Biological research advances American agriculture


Industries large and small utilize research and technology to develop and provide goods and services to society. Now, the U.S. agriculture sector can reap more technological benefits resulting from biological research under the direction of the U.S. Department of Agriculture (USDA).

Agriculture research has produced disease testing for livestock, specialty-crop varieties and GPS technology for farm equipment to name a few.

The Agriculture and Food Research Initiative (AFRI), sponsored by USDA and created within the 2008 Farm Bill, established a competitive grant program to provide funding for fundamental and applied research, extension and education in food and agricultural sciences with a focus in six development areas. Grants that emphasize sustainable agriculture are preferred.

Priority Issues for Grant Applications
  1. Plant health and production and plant products
  2. Animal health and production and animal products
  3. Food safety, nutrition and health
  4. Renewable energy, natural resources and environment
  5. Agriculture systems and technology
  6. Agriculture economics and rural communities
"By focusing our resources on achievable and measurable outcomes, USDA's investment in science will help address some of America's – and the world's – intractable problems," said USDA chief scientist and director of USDA's Nation Institute of Food and Agriculture (NIFA) Robert Beachy.

"Today's announcement demonstrates USDA's commitment to supporting research, education and extension to bring about true change in areas like climate change, obesity and bioenergy."

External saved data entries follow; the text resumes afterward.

//! Listener seams of the session core.
//!
//! Listeners are borrowed collaborators: register them before traffic
//! starts and the session snapshots the collections on every walk, so a
//! late registration never races an in-flight delivery.

use loxone_types::LoxoneMessage;
use loxone_types::command::{Command, ResponseKind};

use crate::codec::{TextEvent, ValueEvent};

/// The outcome of one response listener.
#[derive(Debug, Clone, Copy, PartialEq, Eq)]
pub enum Disposition {
    /// The listener did not care about the message.
    Ignored,
    /// The listener handled the message; others may still see it.
    Accepted,
    /// The listener handled the message exclusively; the walk stops.
    Consumed,
}

impl Disposition {
    /// Folds two outcomes: `Consumed` absorbs, `Accepted` dominates
    /// `Ignored`.
    pub(crate) fn fold(self, other: Disposition) -> Disposition {
        match (self, other) {
            (Disposition::Consumed, _) | (_, Disposition::Consumed) => Disposition::Consumed,
            (Disposition::Accepted, _) | (_, Disposition::Accepted) => Disposition::Accepted,
            _ => Disposition::Ignored,
        }
    }
}

/// Receives command responses, keyed by the response category each
/// command declares.
pub trait CommandResponseListener: Send + Sync {
    /// `true` for every response category this listener wants to see.
    fn accepts(&self, kind: ResponseKind) -> bool;

    /// Handles one response to `command`.
    fn on_command(&self, command: &Command, message: &LoxoneMessage) -> Disposition;
}

/// Receives demultiplexed binary events.
pub trait LoxoneEventListener: Send + Sync {
    /// A value update arrived.
    fn on_value_event(&self, _event: &ValueEvent) {}

    /// A text update arrived.
    fn on_text_event(&self, _event: &TextEvent) {}
}

/// Observes the socket lifecycle.
pub trait LoxoneWebSocketListener: Send + Sync {
    /// The connection opened.
    fn opened(&self) {}

    /// The connection was closed by this side.
    fn local_closed(&self, _code: u16) {}

    /// The connection was closed by the miniserver.
    fn remote_closed(&self, _code: u16) {}
}

/// Observes the authentication sequence.
pub trait AuthListener: Send + Sync {
    /// The token handshake finished; plain commands may flow.
    fn auth_completed(&self);

    /// The visualisation handshake finished; secured commands may flow.
    fn visu_auth_completed(&self);
}

#[cfg(test)]
mod tests {
    use super::*;

    #[test]
    fn consumed_absorbs() {
        assert_eq!(
            Disposition::Accepted.fold(Disposition::Consumed),
            Disposition::Consumed
        );
        assert_eq!(
            Disposition::Consumed.fold(Disposition::Ignored),
            Disposition::Consumed
        );
    }

    #[test]
    fn accepted_dominates_ignored() {
        assert_eq!(
            Disposition::Ignored.fold(Disposition::Accepted),
            Disposition::Accepted
        );
        assert_eq!(
            Disposition::Ignored.fold(Disposition::Ignored),
            Disposition::Ignored
        );
    }
}
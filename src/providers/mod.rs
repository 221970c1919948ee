pub mod caching;
pub mod util;
pub mod yahoo_finance;
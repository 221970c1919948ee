use crate::core::dca::Frequency;
use anyhow::{Context, Result, bail};
use chrono::NaiveDate;
use directories::ProjectDirs;
use serde::{Deserialize, Serialize};
use std::{fs, path::PathBuf};
use tracing::debug;

/// Smallest periodic amount accepted for a plan.
pub const MIN_AMOUNT: f64 = 10.0;
/// Smallest future price accepted for a projection.
pub const MIN_FUTURE_PRICE: f64 = 10_000.0;

#[derive(Debug, Deserialize, Serialize, Clone, PartialEq)]
pub struct PlanConfig {
    pub start_date: NaiveDate,
    pub amount: f64,
    pub frequency: Frequency,
    /// Weekday index (0 = Monday) for weekly plans, day of month for monthly.
    #[serde(default)]
    pub day: Option<u32>,
}

impl Default for PlanConfig {
    fn default() -> Self {
        PlanConfig {
            start_date: NaiveDate::from_ymd_opt(2018, 1, 1).unwrap_or_default(),
            amount: 100.0,
            frequency: Frequency::Daily,
            day: None,
        }
    }
}

#[derive(Debug, Deserialize, Serialize, Clone, PartialEq)]
pub struct ProjectionConfig {
    pub future_price: f64,
    pub future_date: NaiveDate,
}

impl Default for ProjectionConfig {
    fn default() -> Self {
        ProjectionConfig {
            future_price: 1_000_000.0,
            future_date: NaiveDate::from_ymd_opt(2030, 12, 31).unwrap_or_default(),
        }
    }
}

#[derive(Debug, Deserialize, Serialize, Clone, PartialEq)]
pub struct YahooProviderConfig {
    pub base_url: String,
}

#[derive(Debug, Deserialize, Serialize, Clone, PartialEq)]
pub struct ProvidersConfig {
    pub yahoo: Option<YahooProviderConfig>,
}

impl Default for ProvidersConfig {
    fn default() -> Self {
        ProvidersConfig {
            yahoo: Some(YahooProviderConfig {
                base_url: "https://query1.finance.yahoo.com".to_string(),
            }),
        }
    }
}

#[derive(Debug, Deserialize, Serialize, Clone, PartialEq)]
pub struct CacheConfig {
    pub ttl_hours: u64,
}

impl Default for CacheConfig {
    fn default() -> Self {
        CacheConfig { ttl_hours: 12 }
    }
}

fn default_asset() -> String {
    "BTC-USD".to_string()
}

fn default_history_start() -> NaiveDate {
    NaiveDate::from_ymd_opt(2009, 1, 1).unwrap_or_default()
}

#[derive(Debug, Deserialize, Serialize, Clone, PartialEq)]
pub struct AppConfig {
    #[serde(default = "default_asset")]
    pub asset: String,
    #[serde(default = "default_history_start")]
    pub history_start: NaiveDate,
    #[serde(default)]
    pub plan: PlanConfig,
    #[serde(default)]
    pub projection: ProjectionConfig,
    #[serde(default)]
    pub providers: ProvidersConfig,
    #[serde(default)]
    pub cache: CacheConfig,
}

impl Default for AppConfig {
    fn default() -> Self {
        AppConfig {
            asset: default_asset(),
            history_start: default_history_start(),
            plan: PlanConfig::default(),
            projection: ProjectionConfig::default(),
            providers: ProvidersConfig::default(),
            cache: CacheConfig::default(),
        }
    }
}

impl AppConfig {
    /// Loads the default config file, falling back to built-in defaults when
    /// it does not exist yet.
    pub fn load() -> Result<Self> {
        debug!("Loading default config");
        let config_path = Self::default_config_path()?;
        if !config_path.exists() {
            debug!(
                "No config at {}, using defaults",
                config_path.display()
            );
            return Ok(Self::default());
        }
        Self::load_from_path(&config_path)
    }

    pub fn default_config_path() -> Result<PathBuf> {
        let proj_dirs = ProjectDirs::from("xyz", "stackcalc", "stackcalc")
            .context("Could not determine project directories")?;
        Ok(proj_dirs.config_dir().join("config.yaml"))
    }

    pub fn load_from_path<P: AsRef<std::path::Path>>(path: P) -> Result<Self> {
        let config_str = fs::read_to_string(path.as_ref())
            .with_context(|| format!("Failed to read config file: {}", path.as_ref().display()))?;

        let config: Self = serde_yaml::from_str(&config_str)
            .with_context(|| format!("Failed to parse config file: {}", path.as_ref().display()))?;
        debug!("Successfully loaded config");
        Ok(config)
    }

    pub fn yahoo_base_url(&self) -> &str {
        self.providers
            .yahoo
            .as_ref()
            .map_or("https://query1.finance.yahoo.com", |p| &p.base_url)
    }

    /// Checks the input floors a projection is allowed to run with.
    pub fn validate(&self) -> Result<()> {
        if self.asset.trim().is_empty() {
            bail!("Asset symbol must not be empty");
        }
        if !(self.plan.amount >= MIN_AMOUNT) {
            bail!(
                "Periodic amount must be at least {MIN_AMOUNT}, got {}",
                self.plan.amount
            );
        }
        if !(self.projection.future_price >= MIN_FUTURE_PRICE) {
            bail!(
                "Future price must be at least {MIN_FUTURE_PRICE}, got {}",
                self.projection.future_price
            );
        }
        Ok(())
    }
}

In addition to the six priority issues for grant funding, the 2008 Farm Bill added conventional (classical) plant breeding, conventional (classical) animal breeding, renewable energy, domestic-marketing strategies and rural entrepreneurship as grant focal points.

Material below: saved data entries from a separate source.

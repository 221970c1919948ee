use anyhow::Error;
use std::future::Future;
use std::time::Duration;
use tracing::debug;

/// Retries a request that failed at the transport level.
///
/// `retries` counts the extra attempts after the first one; `delay_ms` is
/// the pause between attempts. HTTP error statuses are not transport
/// failures and come back as `Ok` for the caller to inspect.
pub async fn with_retry<F, Fut, T>(
    mut operation: F,
    retries: usize,
    delay_ms: u64,
) -> Result<T, Error>
where
    F: FnMut() -> Fut,
    Fut: Future<Output = Result<T, reqwest::Error>>,
{
    let mut attempt = 1;
    loop {
        match operation().await {
            Ok(val) => return Ok(val),
            Err(err) if attempt > retries => return Err(err.into()),
            Err(err) => {
                debug!("Attempt {}/{} failed: {}. Retrying...", attempt, retries + 1, err);
                attempt += 1;
                tokio::time::sleep(Duration::from_millis(delay_ms)).await;
            }
        }
    }
}
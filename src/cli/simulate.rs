use super::ui;
use crate::core::calculator::{self, ProjectionReport};
use crate::core::config::AppConfig;
use crate::core::dca::{Frequency, LedgerRow, PurchaseConfig};
use crate::core::error::SimulationError;
use crate::core::price::PriceHistoryProvider;
use crate::core::scenario::{Projection, TAX_RATE};
use anyhow::Result;
use chrono::NaiveDate;
use comfy_table::{Attribute, Cell, CellAlignment};
use serde::Serialize;
use tracing::{debug, info};

/// Values given on the command line; each one replaces the config file's.
#[derive(Debug, Clone, Default)]
pub struct SimulateOptions {
    pub asset: Option<String>,
    pub start_date: Option<NaiveDate>,
    pub amount: Option<f64>,
    pub frequency: Option<Frequency>,
    pub day: Option<u32>,
    pub future_price: Option<f64>,
    pub future_date: Option<NaiveDate>,
    pub show_ledger: bool,
    pub json: bool,
}

impl SimulateOptions {
    pub fn apply_to(&self, config: &mut AppConfig) {
        if let Some(asset) = &self.asset {
            config.asset = asset.clone();
        }
        if let Some(start_date) = self.start_date {
            config.plan.start_date = start_date;
        }
        if let Some(amount) = self.amount {
            config.plan.amount = amount;
        }
        if let Some(frequency) = self.frequency {
            config.plan.frequency = frequency;
        }
        if self.day.is_some() {
            config.plan.day = self.day;
        }
        if let Some(future_price) = self.future_price {
            config.projection.future_price = future_price;
        }
        if let Some(future_date) = self.future_date {
            config.projection.future_date = future_date;
        }
    }
}

#[derive(Serialize)]
struct JsonOutput<'a> {
    #[serde(flatten)]
    report: &'a ProjectionReport,
    #[serde(skip_serializing_if = "Option::is_none")]
    ledger: Option<&'a [LedgerRow]>,
}

/// Runs one projection and prints it. Simulation failures are reported to
/// the user here and do not propagate.
pub async fn run(
    config: &AppConfig,
    provider: &(dyn PriceHistoryProvider + Send + Sync),
    options: &SimulateOptions,
) -> Result<()> {
    match project(config, provider).await {
        Ok(report) => {
            if options.json {
                let output = JsonOutput {
                    report: &report,
                    ledger: options.show_ledger.then(|| report.ledger.rows()),
                };
                println!("{}", serde_json::to_string_pretty(&output)?);
            } else {
                if options.show_ledger {
                    println!("{}", render_ledger(report.ledger.rows()));
                }
                println!("{}", render_report(&report));
            }
        }
        Err(e) => {
            debug!("Projection failed: {e:?}");
            eprintln!(
                "{} {}",
                ui::style_text("Error:", ui::StyleType::Error),
                e.user_message()
            );
        }
    }
    Ok(())
}

async fn project(
    config: &AppConfig,
    provider: &(dyn PriceHistoryProvider + Send + Sync),
) -> Result<ProjectionReport, SimulationError> {
    config
        .validate()
        .map_err(|e| SimulationError::InvalidInput(e.to_string()))?;

    let plan = PurchaseConfig::new(
        config.plan.start_date,
        config.plan.amount,
        config.plan.frequency,
        config.plan.day,
    )?;
    let projection = Projection {
        future_price: config.projection.future_price,
        future_date: config.projection.future_date,
    };
    info!("Projecting {} for plan {:?}", config.asset, plan);

    let spinner = ui::new_spinner("Processing historical prices...");
    let result = calculator::run_projection(
        provider,
        &config.asset,
        config.history_start,
        &plan,
        &projection,
    )
    .await;
    spinner.finish_and_clear();
    result
}

fn render_ledger(rows: &[LedgerRow]) -> String {
    let mut table = ui::new_styled_table();
    table.set_header(vec![
        ui::header_cell("Date"),
        ui::header_cell("Price"),
        ui::header_cell("Invested"),
        ui::header_cell("Units"),
        ui::header_cell("Total units"),
        ui::header_cell("Total invested"),
        ui::header_cell("Value"),
    ]);
    for row in rows {
        table.add_row(vec![
            Cell::new(row.date.to_string()),
            ui::money_cell(row.price),
            ui::money_cell(row.invested),
            Cell::new(format!("{:.8}", row.units)).set_alignment(CellAlignment::Right),
            Cell::new(format!("{:.8}", row.cumulative_units)).set_alignment(CellAlignment::Right),
            ui::money_cell(row.cumulative_invested),
            ui::money_cell(row.market_value()),
        ]);
    }
    table.to_string()
}

fn render_report(report: &ProjectionReport) -> String {
    let comparison = &report.comparison;
    let tax_pct = TAX_RATE * 100.0;

    let mut table = ui::new_styled_table();
    table.set_header(vec![
        ui::header_cell("Scenario"),
        ui::header_cell(&format!("Tax ({tax_pct:.0}%)")),
        ui::header_cell("Net worth"),
        ui::header_cell("CAGR"),
    ]);
    table.add_row(vec![
        Cell::new("A: Sell through an exchange"),
        ui::money_cell(-comparison.taxed.tax_paid),
        ui::money_cell(comparison.taxed.net_value),
        ui::change_cell(comparison.taxed.cagr_percent),
    ]);
    table.add_row(vec![
        Cell::new("B: Hold, never sell").add_attribute(Attribute::Bold),
        ui::money_cell(comparison.held.tax_paid),
        ui::money_cell(comparison.held.net_value),
        ui::change_cell(comparison.held.cagr_percent),
    ]);

    let mut output = format!(
        "Plan: {}\n\n",
        ui::style_text(
            &format!(
                "{} of {} {} from {}",
                ui::format_money(report.plan.amount),
                report.asset,
                report.plan.schedule,
                report.plan.start_date
            ),
            ui::StyleType::Title
        )
    );
    output.push_str(&format!(
        "Purchases: {}  Invested: {}  Units: {:.4}  {}\n",
        report.ledger.len(),
        ui::format_money(report.total_invested),
        report.total_units,
        ui::style_text(
            &format!("(prices through {})", report.last_price_date),
            ui::StyleType::Subtle
        )
    ));
    output.push_str(&format!(
        "Projection: {} per unit on {} ({:.1} years)\n\n",
        ui::format_money(report.projection.future_price),
        report.projection.future_date,
        comparison.years
    ));
    output.push_str(&table.to_string());
    output.push_str(&format!(
        "\n\n{} {}\n",
        ui::style_text("Cost of selling:", ui::StyleType::TotalLabel),
        ui::style_text(&ui::format_money(comparison.difference), ui::StyleType::Loss)
    ));
    output.push_str(&ui::style_text(
        &format!(
            "Scenario B keeps all {:.4} units, worth {}.",
            report.total_units,
            ui::format_money(comparison.held.net_value)
        ),
        ui::StyleType::TotalValue,
    ));
    output
}

#[cfg(test)]
mod tests {
    use super::*;
    use crate::core::price::{PricePoint, PriceSeries};
    use anyhow::anyhow;
    use async_trait::async_trait;

    fn date(y: i32, m: u32, d: u32) -> NaiveDate {
        NaiveDate::from_ymd_opt(y, m, d).unwrap()
    }

    struct StaticProvider;

    #[async_trait]
    impl PriceHistoryProvider for StaticProvider {
        async fn fetch_daily_closes(&self, asset: &str, _start: NaiveDate) -> Result<PriceSeries> {
            if asset != "BTC-USD" {
                return Err(anyhow!("unknown asset"));
            }
            let points = date(2020, 1, 1)
                .iter_days()
                .take(10)
                .map(|d| PricePoint::new(d, 100.0))
                .collect();
            PriceSeries::new(points)
        }
    }

    fn config() -> AppConfig {
        let mut config = AppConfig::default();
        SimulateOptions {
            start_date: Some(date(2020, 1, 1)),
            amount: Some(10.0),
            frequency: Some(Frequency::Daily),
            future_price: Some(20_000.0),
            future_date: Some(date(2021, 1, 1)),
            ..Default::default()
        }
        .apply_to(&mut config);
        config
    }

    #[test]
    fn options_override_config() {
        let config = config();
        assert_eq!(config.plan.start_date, date(2020, 1, 1));
        assert_eq!(config.plan.amount, 10.0);
        assert_eq!(config.projection.future_price, 20_000.0);
        assert_eq!(config.asset, "BTC-USD");
    }

    #[tokio::test]
    async fn renders_both_scenarios() {
        let report = project(&config(), &StaticProvider).await.unwrap();
        let text = console::strip_ansi_codes(&render_report(&report)).to_string();

        assert!(text.contains("A: Sell through an exchange"));
        assert!(text.contains("B: Hold, never sell"));
        // 1 unit at 20,000; tax on 19,900 profit = 4,975
        assert!(text.contains("$15,025"));
        assert!(text.contains("$20,000"));
        assert!(text.contains("-$4,975"));
        assert!(text.contains("Cost of selling: $4,975"));
        assert!(text.contains("Scenario B keeps all 1.0000 units"));
    }

    #[tokio::test]
    async fn invalid_inputs_are_reported_not_fatal() {
        let mut config = config();
        config.plan.frequency = Frequency::Weekly;
        config.plan.day = Some(9);
        assert!(matches!(
            project(&config, &StaticProvider).await,
            Err(SimulationError::InvalidInput(_))
        ));
        assert!(run(&config, &StaticProvider, &SimulateOptions::default()).await.is_ok());

        let mut config = self::config();
        config.asset = "ETH-USD".to_string();
        assert!(matches!(
            project(&config, &StaticProvider).await,
            Err(SimulationError::DataUnavailable(_))
        ));
    }

    #[test]
    fn ledger_table_lists_every_row() {
        let series = PriceSeries::new(vec![
            PricePoint::new(date(2020, 1, 1), 100.0),
            PricePoint::new(date(2020, 1, 2), 200.0),
        ])
        .unwrap();
        let plan = PurchaseConfig::new(date(2020, 1, 1), 10.0, Frequency::Daily, None).unwrap();
        let ledger = crate::core::dca::simulate(&series, &plan).unwrap();

        let text = console::strip_ansi_codes(&render_ledger(ledger.rows())).to_string();
        assert!(text.contains("2020-01-01"));
        assert!(text.contains("2020-01-02"));
        assert!(text.contains("0.15000000"));
    }
}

There are also five designated primary challenge areas around which AFRI is structuring the grant program.

Challenge Areas
  1. Keep American agriculture competitive while ending world hunger
  2. Improve nutrition and end child obesity
  3. Improve food safety for all Americans
  4. Secure America’s energy future
  5. Mitigate and adapt to climate change
Agriculture Sec. Tom Vilsack allotted $262 million to this effort. State agricultural experiment stations, colleges and universities, university-research foundations, other research institutions and organizations, Federal agencies, national laboratories, private organizations or corporations and individuals are eligible to apply for grants. Grants are awarded on a 10-year basis and some grants are eligible for renewal upon conclusion of the term.

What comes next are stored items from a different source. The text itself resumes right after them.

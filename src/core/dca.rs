//! Recurring-purchase simulation over a daily price history.
use crate::core::error::SimulationError;
use crate::core::price::{PricePoint, PriceSeries};
use chrono::{Datelike, NaiveDate, Weekday};
use serde::{Deserialize, Serialize};
use std::fmt::Display;
use std::str::FromStr;
use tracing::debug;

const WEEKDAYS: [Weekday; 7] = [
    Weekday::Mon,
    Weekday::Tue,
    Weekday::Wed,
    Weekday::Thu,
    Weekday::Fri,
    Weekday::Sat,
    Weekday::Sun,
];

#[derive(Debug, Clone, Copy, PartialEq, Eq, Hash, Serialize, Deserialize)]
#[serde(rename_all = "lowercase")]
pub enum Frequency {
    Daily,
    Weekly,
    Monthly,
}

impl Display for Frequency {
    fn fmt(&self, f: &mut std::fmt::Formatter<'_>) -> std::fmt::Result {
        write!(
            f,
            "{}",
            match self {
                Frequency::Daily => "daily",
                Frequency::Weekly => "weekly",
                Frequency::Monthly => "monthly",
            }
        )
    }
}

impl FromStr for Frequency {
    type Err = anyhow::Error;

    fn from_str(s: &str) -> Result<Self, Self::Err> {
        match s.to_lowercase().as_str() {
            "daily" | "d" => Ok(Frequency::Daily),
            "weekly" | "w" => Ok(Frequency::Weekly),
            "monthly" | "m" => Ok(Frequency::Monthly),
            _ => Err(anyhow::anyhow!("Invalid frequency: {}", s)),
        }
    }
}

/// When purchases happen.
#[derive(Debug, Clone, Copy, PartialEq, Eq, Serialize)]
#[serde(tag = "frequency", content = "on", rename_all = "lowercase")]
pub enum Schedule {
    Daily,
    Weekly(Weekday),
    /// Day of month 1-31; months without that day buy on their last
    /// available date.
    Monthly(u32),
}

impl Schedule {
    /// Builds a schedule from a frequency and its day selector: a weekday
    /// index (0 = Monday .. 6 = Sunday) for weekly, a day of month for
    /// monthly. The selector is ignored for daily purchases.
    pub fn new(frequency: Frequency, day: Option<u32>) -> Result<Self, SimulationError> {
        match frequency {
            Frequency::Daily => Ok(Schedule::Daily),
            Frequency::Weekly => {
                let idx = day.ok_or_else(|| {
                    SimulationError::InvalidInput("Weekly purchases need a weekday (0-6)".into())
                })?;
                WEEKDAYS
                    .get(idx as usize)
                    .map(|w| Schedule::Weekly(*w))
                    .ok_or_else(|| {
                        SimulationError::InvalidInput(format!(
                            "Weekday must be between 0 (Monday) and 6 (Sunday), got {idx}"
                        ))
                    })
            }
            Frequency::Monthly => match day {
                Some(d @ 1..=31) => Ok(Schedule::Monthly(d)),
                Some(d) => Err(SimulationError::InvalidInput(format!(
                    "Day of month must be between 1 and 31, got {d}"
                ))),
                None => Err(SimulationError::InvalidInput(
                    "Monthly purchases need a day of month (1-31)".into(),
                )),
            },
        }
    }

    pub fn frequency(&self) -> Frequency {
        match self {
            Schedule::Daily => Frequency::Daily,
            Schedule::Weekly(_) => Frequency::Weekly,
            Schedule::Monthly(_) => Frequency::Monthly,
        }
    }
}

impl Display for Schedule {
    fn fmt(&self, f: &mut std::fmt::Formatter<'_>) -> std::fmt::Result {
        match self {
            Schedule::Daily => write!(f, "every day"),
            Schedule::Weekly(w) => write!(f, "every {w}"),
            Schedule::Monthly(d) => write!(f, "monthly on day {d}"),
        }
    }
}

#[derive(Debug, Clone, PartialEq, Serialize)]
pub struct PurchaseConfig {
    pub start_date: NaiveDate,
    pub amount: f64,
    pub schedule: Schedule,
}

impl PurchaseConfig {
    pub fn new(
        start_date: NaiveDate,
        amount: f64,
        frequency: Frequency,
        day: Option<u32>,
    ) -> Result<Self, SimulationError> {
        if amount <= 0.0 || !amount.is_finite() {
            return Err(SimulationError::InvalidInput(format!(
                "Periodic amount must be positive, got {amount}"
            )));
        }
        Ok(Self {
            start_date,
            amount,
            schedule: Schedule::new(frequency, day)?,
        })
    }
}

/// One executed purchase and the running totals after it.
#[derive(Debug, Clone, Copy, PartialEq, Serialize)]
pub struct LedgerRow {
    pub date: NaiveDate,
    pub price: f64,
    pub invested: f64,
    pub units: f64,
    pub cumulative_units: f64,
    pub cumulative_invested: f64,
}

impl LedgerRow {
    /// Market value of the units held after this purchase at the day's close.
    pub fn market_value(&self) -> f64 {
        self.cumulative_units * self.price
    }
}

/// Purchases in ascending date order. Never empty.
#[derive(Debug, Clone, PartialEq, Serialize)]
pub struct Ledger {
    rows: Vec<LedgerRow>,
}

impl Ledger {
    pub fn rows(&self) -> &[LedgerRow] {
        &self.rows
    }

    pub fn len(&self) -> usize {
        self.rows.len()
    }

    pub fn is_empty(&self) -> bool {
        self.rows.is_empty()
    }

    fn last(&self) -> Option<&LedgerRow> {
        self.rows.last()
    }

    pub fn total_units(&self) -> f64 {
        self.last().map_or(0.0, |r| r.cumulative_units)
    }

    pub fn total_invested(&self) -> f64 {
        self.last().map_or(0.0, |r| r.cumulative_invested)
    }
}

fn purchase_dates<'a>(points: &'a [PricePoint], schedule: &Schedule) -> Vec<&'a PricePoint> {
    match schedule {
        Schedule::Daily => points.iter().collect(),
        Schedule::Weekly(weekday) => points
            .iter()
            .filter(|p| p.date.weekday() == *weekday)
            .collect(),
        Schedule::Monthly(day) => points
            .chunk_by(|a, b| a.date.year() == b.date.year() && a.date.month() == b.date.month())
            .filter_map(|month| {
                month
                    .iter()
                    .find(|p| p.date.day() == *day)
                    .or_else(|| month.last())
            })
            .collect(),
    }
}

/// Runs the purchase plan against `series` and returns the resulting ledger.
///
/// Fails with [`SimulationError::NoHistoryForRange`] when nothing can be
/// bought on or after the start date, and with
/// [`SimulationError::Computation`] when a purchase day carries a
/// non-positive price.
pub fn simulate(series: &PriceSeries, config: &PurchaseConfig) -> Result<Ledger, SimulationError> {
    let no_history = || SimulationError::NoHistoryForRange {
        start: config.start_date,
    };

    let available = series.since(config.start_date);
    if available.is_empty() {
        return Err(no_history());
    }

    let selected = purchase_dates(available, &config.schedule);
    debug!(
        "{} of {} days selected for {}",
        selected.len(),
        available.len(),
        config.schedule
    );
    if selected.is_empty() {
        return Err(no_history());
    }

    let mut rows = Vec::with_capacity(selected.len());
    let mut cumulative_units = 0.0;
    let mut cumulative_invested = 0.0;
    for point in selected {
        if point.close <= 0.0 || !point.close.is_finite() {
            return Err(SimulationError::Computation(format!(
                "Invalid price {} on {}",
                point.close, point.date
            )));
        }
        let units = config.amount / point.close;
        cumulative_units += units;
        cumulative_invested += config.amount;
        rows.push(LedgerRow {
            date: point.date,
            price: point.close,
            invested: config.amount,
            units,
            cumulative_units,
            cumulative_invested,
        });
    }

    Ok(Ledger { rows })
}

The benefits of research and technology to society cannot be quantified. The USDA has stepped to the plate to motivate the sustainability, efficiency, profitability and development of one of the nation’s most economically providing sectors.

Do you agree that the selected issues and challenge areas should be addressed, or are there other issues? Should more or less money be awarded for research grants? Do you think the research will result in significant technological gains?